**Provided information**
//! Evaluation scope handed to component render functions.

use crate::context::{ContextEnv, ContextSlot, SlotId};
use crate::error::{Result, ViewError};
use crate::node::NodeId;
use crate::scheduler::Scheduler;
use crate::state::{AnyCell, CellSlot, StateCell};
use std::any::Any;
use std::collections::HashMap;
use std::rc::{Rc, Weak};

/// Per-evaluation access to a node's state cells and the context bindings
/// visible at its position.
///
/// Cells are addressed by request order: the n-th `use_state` call on every
/// evaluation returns the n-th cell of the node.
pub struct Scope<'a> {
	node: NodeId,
	name: &'static str,
	first: bool,
	cursor: usize,
	cells: &'a mut Vec<Rc<dyn AnyCell>>,
	env: &'a ContextEnv,
	root_bindings: &'a HashMap<SlotId, Rc<dyn Any>>,
	root_reads: &'a mut Vec<SlotId>,
	scheduler: &'a Rc<Scheduler>,
}

impl<'a> Scope<'a> {
	#[allow(clippy::too_many_arguments)] // Scope is only built by the runtime
	pub(crate) fn new(
		node: NodeId,
		name: &'static str,
		first: bool,
		cells: &'a mut Vec<Rc<dyn AnyCell>>,
		env: &'a ContextEnv,
		root_bindings: &'a HashMap<SlotId, Rc<dyn Any>>,
		root_reads: &'a mut Vec<SlotId>,
		scheduler: &'a Rc<Scheduler>,
	) -> Self {
		Self {
			node,
			name,
			first,
			cursor: 0,
			cells,
			env,
			root_bindings,
			root_reads,
			scheduler,
		}
	}

	/// Returns the id of the node being evaluated.
	pub fn node_id(&self) -> NodeId {
		self.node
	}

	/// Returns the component name of the node being evaluated.
	pub fn component_name(&self) -> &'static str {
		self.name
	}

	/// Returns whether this is the node's first evaluation since it mounted.
	pub fn is_first_evaluation(&self) -> bool {
		self.first
	}

	/// Returns the node's next state cell, creating it with `init` on the
	/// first evaluation.
	///
	/// # Errors
	///
	/// [`ViewError::StateTypeMismatch`] if the cell at this position was
	/// created with another type, which happens when cells are requested
	/// conditionally or in a different order.
	pub fn use_state<T, F>(&mut self, init: F) -> Result<StateCell<T>>
	where
		T: Clone + PartialEq + 'static,
		F: FnOnce() -> T,
	{
		let index = self.cursor;
		self.cursor += 1;

		let slot = match self.cells.get(index) {
			Some(existing) => existing.clone().into_any().downcast::<CellSlot<T>>().map_err(|_| {
				ViewError::StateTypeMismatch {
					component: self.name,
					index,
					expected: std::any::type_name::<T>(),
				}
			})?,
			None => {
				let slot = Rc::new(CellSlot::new(self.node, init()));
				self.cells.push(slot.clone());
				tracing::trace!(node = %self.node, index, "state cell created");
				slot
			}
		};

		Ok(StateCell::new(slot, Rc::downgrade(self.scheduler)))
	}

	/// Reads the nearest binding of `slot`.
	///
	/// Lookup order: enclosing providers (innermost first), runtime root
	/// bindings, the slot default.
	///
	/// # Errors
	///
	/// [`ViewError::UnboundContext`] if none of those exist.
	pub fn consume<T: Clone + 'static>(&mut self, slot: &ContextSlot<T>) -> Result<T> {
		if let Some((value, _provider)) = self.env.lookup(slot.id()) {
			return downcast_context(value, slot);
		}

		// Root bindings can change between passes; remember who read them.
		self.root_reads.push(slot.id());
		if let Some(value) = self.root_bindings.get(&slot.id()) {
			return downcast_context(value, slot);
		}

		slot.default_value()
			.ok_or(ViewError::UnboundContext { slot: slot.name() })
	}

	/// Like [`consume`](Self::consume) but maps an unbound slot to `None`.
	pub fn try_consume<T: Clone + 'static>(&mut self, slot: &ContextSlot<T>) -> Result<Option<T>> {
		match self.consume(slot) {
			Ok(value) => Ok(Some(value)),
			Err(ViewError::UnboundContext { .. }) => Ok(None),
			Err(other) => Err(other),
		}
	}

	/// Returns a handle that schedules this node for re-evaluation.
	///
	/// Used to bridge external sources (such as a router location) into the
	/// runtime.
	pub fn invalidator(&self) -> Invalidator {
		Invalidator {
			node: self.node,
			scheduler: Rc::downgrade(self.scheduler),
		}
	}
}

fn downcast_context<T: Clone + 'static>(value: &Rc<dyn Any>, slot: &ContextSlot<T>) -> Result<T> {
	value
		.downcast_ref::<T>()
		.cloned()
		.ok_or(ViewError::ContextTypeMismatch { slot: slot.name() })
}

/// Schedules one node for re-evaluation from outside a pass.
#[derive(Clone)]
pub struct Invalidator {
	node: NodeId,
	scheduler: Weak<Scheduler>,
}

impl std::fmt::Debug for Invalidator {
	fn fmt(&self, f: &mut std::fmt::Formatter<'_>) -> std::fmt::Result {
		f.debug_struct("Invalidator")
			.field("node", &self.node)
			.field("live", &self.is_live())
			.finish()
	}
}

impl Invalidator {
	/// Schedules the node. Returns `false` once the node is gone, so callers
	/// can drop the subscription that owns this handle.
	pub fn invalidate(&self) -> bool {
		let Some(scheduler) = self.scheduler.upgrade() else {
			return false;
		};
		if !scheduler.is_mounted(self.node) {
			return false;
		}
		scheduler.force(self.node);
		true
	}

	/// Returns whether the node is still mounted.
	pub fn is_live(&self) -> bool {
		self.scheduler
			.upgrade()
			.is_some_and(|scheduler| scheduler.is_mounted(self.node))
	}

	/// Returns the target node.
	pub fn node_id(&self) -> NodeId {
		self.node
	}
}
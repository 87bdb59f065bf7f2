//! Integration tests for the demo render driver
//!
//! These tests render every demo through the same entry point the CLI uses.

use arbor_demos::apps::company::NAV_LINKS;
use arbor_demos::{DemoApp, DemoSettings, RenderError, RenderRequest, render_demo, runtime_for};
use arbor_core::{View, ViewError};
use rstest::rstest;
use std::io::Write;

#[rstest]
#[case(DemoApp::Counter, "Current Count: 0")]
#[case(DemoApp::Props, "Bio: Loves hiking and photography")]
#[case(DemoApp::Context, "Bio: Loves hiking and photography")]
#[case(DemoApp::Company, "Welcome to Our Company")]
fn test_every_demo_renders(#[case] app: DemoApp, #[case] expected: &str) {
	let output = render_demo(&RenderRequest::new(app), &DemoSettings::default()).unwrap();
	assert!(output.html.contains(expected), "{}", output.html);
	assert_eq!(output.passes, 0);
}

#[rstest]
fn test_settings_file_reaches_demos() {
	let mut file = tempfile::NamedTempFile::new().unwrap();
	writeln!(file, "company = \"Initech\"\ncopyright_year = 1999\n\n[profile]\nname = \"Peter\"").unwrap();
	let settings = DemoSettings::load(Some(file.path())).unwrap();

	let company = render_demo(&RenderRequest::new(DemoApp::Company), &settings).unwrap();
	assert!(company.html.contains("© 1999 Initech. All rights reserved."));

	let context = render_demo(&RenderRequest::new(DemoApp::Context), &settings).unwrap();
	assert!(context.html.contains(">Peter</h2>"));
}

#[rstest]
fn test_company_visits_every_page() {
	let request = RenderRequest {
		clicks: NAV_LINKS.iter().rev().map(|(id, _, _)| id.to_string()).collect(),
		..RenderRequest::new(DemoApp::Company)
	};
	let output = render_demo(&request, &DemoSettings::default()).unwrap();
	assert_eq!(output.location.as_deref(), Some("/"));
	assert_eq!(output.passes, NAV_LINKS.len());
}

#[rstest]
fn test_pass_limit_from_settings() {
	let mut settings = DemoSettings::default();
	settings.max_passes = 1;
	let mut runtime = runtime_for(&settings);
	assert_eq!(runtime.config().max_passes, 1);

	// A component that writes on every evaluation never settles.
	runtime
		.evaluate(View::component("Ticker", |cx| {
			let ticks = cx.use_state(|| 0u32)?;
			ticks.update(|n| n + 1);
			Ok(View::text(ticks.read().to_string()))
		}))
		.unwrap();
	assert_eq!(
		runtime.run_until_idle().unwrap_err(),
		ViewError::RenderLoop { passes: 1 }
	);
}

#[rstest]
fn test_click_on_text_is_rejected() {
	let request = RenderRequest {
		clicks: vec!["count".into()],
		..RenderRequest::new(DemoApp::Counter)
	};
	let error = render_demo(&request, &DemoSettings::default()).unwrap_err();
	assert!(matches!(error, RenderError::NotClickable(ref id) if id == "count"));
	assert!(!matches!(error, RenderError::View(ViewError::RenderLoop { .. })));
}
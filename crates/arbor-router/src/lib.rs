//! Arbor Router - client-side routing
//!
//! Maps the current location to one view and re-evaluates it whenever the
//! location changes.
//!
//! ## Architecture
//!
//! - [`pattern`]: path patterns with `{name}` parameters
//! - [`history`]: the [`LocationSource`] boundary and an in-memory history
//! - [`core`](mod@self::core): the route table and navigation
//! - [`components`]: [`RouterOutlet`] and [`Link`]
//!
//! ## Example
//!
//! ```ignore
//! use arbor_core::{Runtime, View};
//! use arbor_router::{Link, Router, RouterOutlet};
//! use std::rc::Rc;
//!
//! let router = Rc::new(
//!     Router::new()
//!         .named_route("home", "/", || View::text("Home"))
//!         .named_route("about", "/about", || View::text("About")),
//! );
//!
//! let mut runtime = Runtime::new();
//! runtime.evaluate(Router::provide(&router, [
//!     View::from_component(Link::new("/about", "About").id("to-about")),
//!     View::from_component(RouterOutlet::new()),
//! ]))?;
//!
//! runtime.dispatch("to-about", "click")?;
//! runtime.run_until_idle()?;
//! assert!(runtime.render_to_string()?.contains("About"));
//! ```

#![warn(missing_docs)]

pub mod components;
pub mod core;
pub mod error;
pub mod history;
pub mod pattern;

pub use components::{Link, RouterOutlet};
pub use self::core::{ROUTE_PARAMS, ROUTER, Route, RouteMatch, Router};
pub use error::{Result, RouterError};
pub use history::{HistoryState, LocationListener, LocationSource, MemoryHistory, NavigationType};
pub use pattern::{PathPattern, RouteParams};
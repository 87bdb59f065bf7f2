//! Node identity.
//!
//! A view node is identified by where it sits in the tree: its parent, its
//! component name, and either an explicit key or its position among the
//! unkeyed components its parent produced. The runtime interns that
//! structural identity into a compact [`NodeId`].

use core::fmt;
use std::sync::atomic::{AtomicU64, Ordering};

static NEXT_NODE_ID: AtomicU64 = AtomicU64::new(1);

/// Compact identifier of a mounted view node.
#[derive(Debug, Clone, Copy, PartialEq, Eq, Hash, PartialOrd, Ord)]
pub struct NodeId(u64);

impl NodeId {
	/// The synthetic node that owns the root view of a runtime.
	pub const ROOT: NodeId = NodeId(0);

	pub(crate) fn new() -> Self {
		Self(NEXT_NODE_ID.fetch_add(1, Ordering::Relaxed))
	}

	/// Returns the raw numeric id.
	pub fn as_u64(self) -> u64 {
		self.0
	}
}

impl fmt::Display for NodeId {
	fn fmt(&self, f: &mut fmt::Formatter<'_>) -> fmt::Result {
		write!(f, "#{}", self.0)
	}
}

/// How a child component is told apart from its siblings.
#[derive(Debug, Clone, PartialEq, Eq, Hash)]
pub enum NodeKey {
	/// Position among the parent's unkeyed components, in declaration order.
	Index(usize),
	/// Explicit key supplied by the parent.
	Keyed(String),
}

impl fmt::Display for NodeKey {
	fn fmt(&self, f: &mut fmt::Formatter<'_>) -> fmt::Result {
		match self {
			Self::Index(index) => write!(f, "{}", index),
			Self::Keyed(key) => write!(f, "{:?}", key),
		}
	}
}

/// Structural identity of a child component.
#[derive(Debug, Clone, PartialEq, Eq, Hash)]
pub(crate) struct Identity {
	pub(crate) parent: NodeId,
	pub(crate) name: &'static str,
	pub(crate) key: NodeKey,
}
//! Core runtime module.
//!
//! This module provides access to the evaluation runtime, state cells,
//! context slots and view descriptions.
//!
//! # Examples
//!
//! ```rust,no_run
//! use arbor::core::{Runtime, View};
//!
//! let mut runtime = Runtime::new();
//! runtime.evaluate(View::text("hello")).unwrap();
//! ```

pub use arbor_core::*;
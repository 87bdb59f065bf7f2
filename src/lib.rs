//! # Arbor
//!
//! A small reactive view-composition framework.
//!
//! Components are functions from explicit parameters, context values and
//! their own state to a view tree. Writing to a state cell schedules the
//! owning component and its subtree for re-evaluation; context slots hand
//! values to whole subtrees without threading them through every component;
//! the router maps a location to one view and re-evaluates it on navigation.
//!
//! ## Feature Flags
//!
//! - `router` (default) - Client-side routing ([`router`])
//!
//! ## Quick Example
//!
//! ```rust,ignore
//! use arbor::prelude::*;
//!
//! let app = View::component("Counter", |cx| {
//!     let count = cx.use_state(|| 0)?;
//!     let inc = count.clone();
//!     Ok(View::element("button")
//!         .attr("id", "inc")
//!         .on("click", move || inc.update(|n| n + 1))
//!         .child(format!("Current Count: {}", count.read()))
//!         .into_view())
//! });
//!
//! let mut runtime = Runtime::new();
//! runtime.evaluate(app)?;
//! runtime.dispatch("inc", "click")?;
//! runtime.run_until_idle()?;
//! assert_eq!(runtime.render_to_string()?, "<button id=\"inc\">Current Count: 1</button>");
//! ```

pub mod core;
#[cfg(feature = "router")]
pub mod router;

pub use arbor_core::{
	Component, ContextSlot, IntoView, Result, Runtime, RuntimeConfig, Scope, StateCell, Tree, View,
	ViewError,
};

#[cfg(feature = "router")]
pub use arbor_router::{Link, Router, RouterError, RouterOutlet};

/// Commonly used items.
pub mod prelude {
	pub use arbor_core::{
		Component, ContextSlot, ElementView, IntoView, Invalidator, NodeId, Result, Runtime, Scope,
		StateCell, View, ViewError,
	};

	#[cfg(feature = "router")]
	pub use arbor_router::{Link, MemoryHistory, ROUTE_PARAMS, Router, RouterOutlet};
}
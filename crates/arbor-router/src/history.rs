//! Location sources.
//!
//! The router never owns "the" location. It reads and writes it through a
//! [`LocationSource`], which a host environment implements (a browser
//! history, a test harness, a CLI argument). [`MemoryHistory`] is the
//! in-process implementation with back/forward support.

use std::cell::{Cell, RefCell};
use std::fmt;
use std::rc::Rc;

/// How a location change came about.
#[derive(Debug, Clone, Copy, PartialEq, Eq)]
pub enum NavigationType {
	/// A new history entry was pushed.
	Push,
	/// The current history entry was replaced.
	Replace,
	/// The user moved through existing entries (back/forward).
	Pop,
}

/// One history entry.
#[derive(Debug, Clone, PartialEq, Eq)]
pub struct HistoryState {
	/// Location path.
	pub path: String,
	/// Name of the route that matched when the entry was created.
	pub route_name: Option<String>,
}

impl HistoryState {
	/// Creates an entry for `path`.
	pub fn new(path: impl Into<String>) -> Self {
		Self {
			path: path.into(),
			route_name: None,
		}
	}

	/// Sets the matched route name.
	pub fn with_route_name(mut self, name: Option<&str>) -> Self {
		self.route_name = name.map(str::to_string);
		self
	}
}

/// Callback invoked after the location changed.
///
/// Returning `false` removes the listener.
pub type LocationListener = Box<dyn Fn(&HistoryState, NavigationType) -> bool>;

/// Source of the current location.
pub trait LocationSource {
	/// Returns the current path.
	fn current_location(&self) -> String;

	/// Moves to `state` and notifies listeners.
	fn set_location(&self, state: HistoryState, navigation: NavigationType) -> Result<(), String>;

	/// Registers `listener` for location changes.
	fn subscribe(&self, listener: LocationListener);

	/// Moves one entry back. Returns `false` if there is none.
	fn back(&self) -> bool {
		false
	}

	/// Moves one entry forward. Returns `false` if there is none.
	fn forward(&self) -> bool {
		false
	}
}

/// In-memory history stack.
pub struct MemoryHistory {
	entries: RefCell<Vec<HistoryState>>,
	index: Cell<usize>,
	listeners: RefCell<Vec<LocationListener>>,
}

impl fmt::Debug for MemoryHistory {
	fn fmt(&self, f: &mut fmt::Formatter<'_>) -> fmt::Result {
		f.debug_struct("MemoryHistory")
			.field("entries", &self.entries.borrow())
			.field("index", &self.index.get())
			.field("listeners", &self.listeners.borrow().len())
			.finish()
	}
}

impl Default for MemoryHistory {
	fn default() -> Self {
		Self::new("/")
	}
}

impl MemoryHistory {
	/// Creates a history whose only entry is `initial`.
	pub fn new(initial: impl Into<String>) -> Self {
		Self {
			entries: RefCell::new(vec![HistoryState::new(initial)]),
			index: Cell::new(0),
			listeners: RefCell::new(Vec::new()),
		}
	}

	/// Creates a shared history, ready to hand to a router.
	pub fn shared(initial: impl Into<String>) -> Rc<Self> {
		Rc::new(Self::new(initial))
	}

	/// Returns the number of entries.
	pub fn len(&self) -> usize {
		self.entries.borrow().len()
	}

	/// Always `false`: a history has at least its initial entry.
	pub fn is_empty(&self) -> bool {
		self.entries.borrow().is_empty()
	}

	/// Returns the current entry.
	pub fn current(&self) -> HistoryState {
		let entries = self.entries.borrow();
		entries[self.index.get()].clone()
	}

	fn notify(&self, navigation: NavigationType) {
		let state = self.current();
		// Listeners may subscribe again while they run.
		let listeners = std::mem::take(&mut *self.listeners.borrow_mut());
		let mut kept: Vec<LocationListener> = listeners
			.into_iter()
			.filter(|listener| listener(&state, navigation))
			.collect();
		let mut current = self.listeners.borrow_mut();
		kept.append(&mut current);
		*current = kept;
	}

	fn step(&self, forward: bool) -> bool {
		let index = self.index.get();
		let target = if forward {
			index + 1
		} else {
			match index.checked_sub(1) {
				Some(target) => target,
				None => return false,
			}
		};
		if target >= self.len() {
			return false;
		}
		self.index.set(target);
		tracing::debug!(path = %self.current().path, "history moved");
		self.notify(NavigationType::Pop);
		true
	}
}

impl LocationSource for MemoryHistory {
	fn current_location(&self) -> String {
		self.current().path
	}

	fn set_location(&self, state: HistoryState, navigation: NavigationType) -> Result<(), String> {
		{
			let mut entries = self.entries.borrow_mut();
			let index = self.index.get();
			match navigation {
				NavigationType::Push => {
					entries.truncate(index + 1);
					entries.push(state);
					self.index.set(index + 1);
				}
				NavigationType::Replace => entries[index] = state,
				NavigationType::Pop => {
					return Err("pop navigation goes through back/forward".to_string());
				}
			}
		}
		self.notify(navigation);
		Ok(())
	}

	fn subscribe(&self, listener: LocationListener) {
		self.listeners.borrow_mut().push(listener);
	}

	fn back(&self) -> bool {
		self.step(false)
	}

	fn forward(&self) -> bool {
		self.step(true)
	}
}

**To do**
The expected answer holds each line from the listing above where the string "Peter" is present.

**Result of this exercise**
	writeln!(file, "company = \"Initech\"\ncopyright_year = 1999\n\n[profile]\nname = \"Peter\"").unwrap();
	assert!(context.html.contains(">Peter</h2>"));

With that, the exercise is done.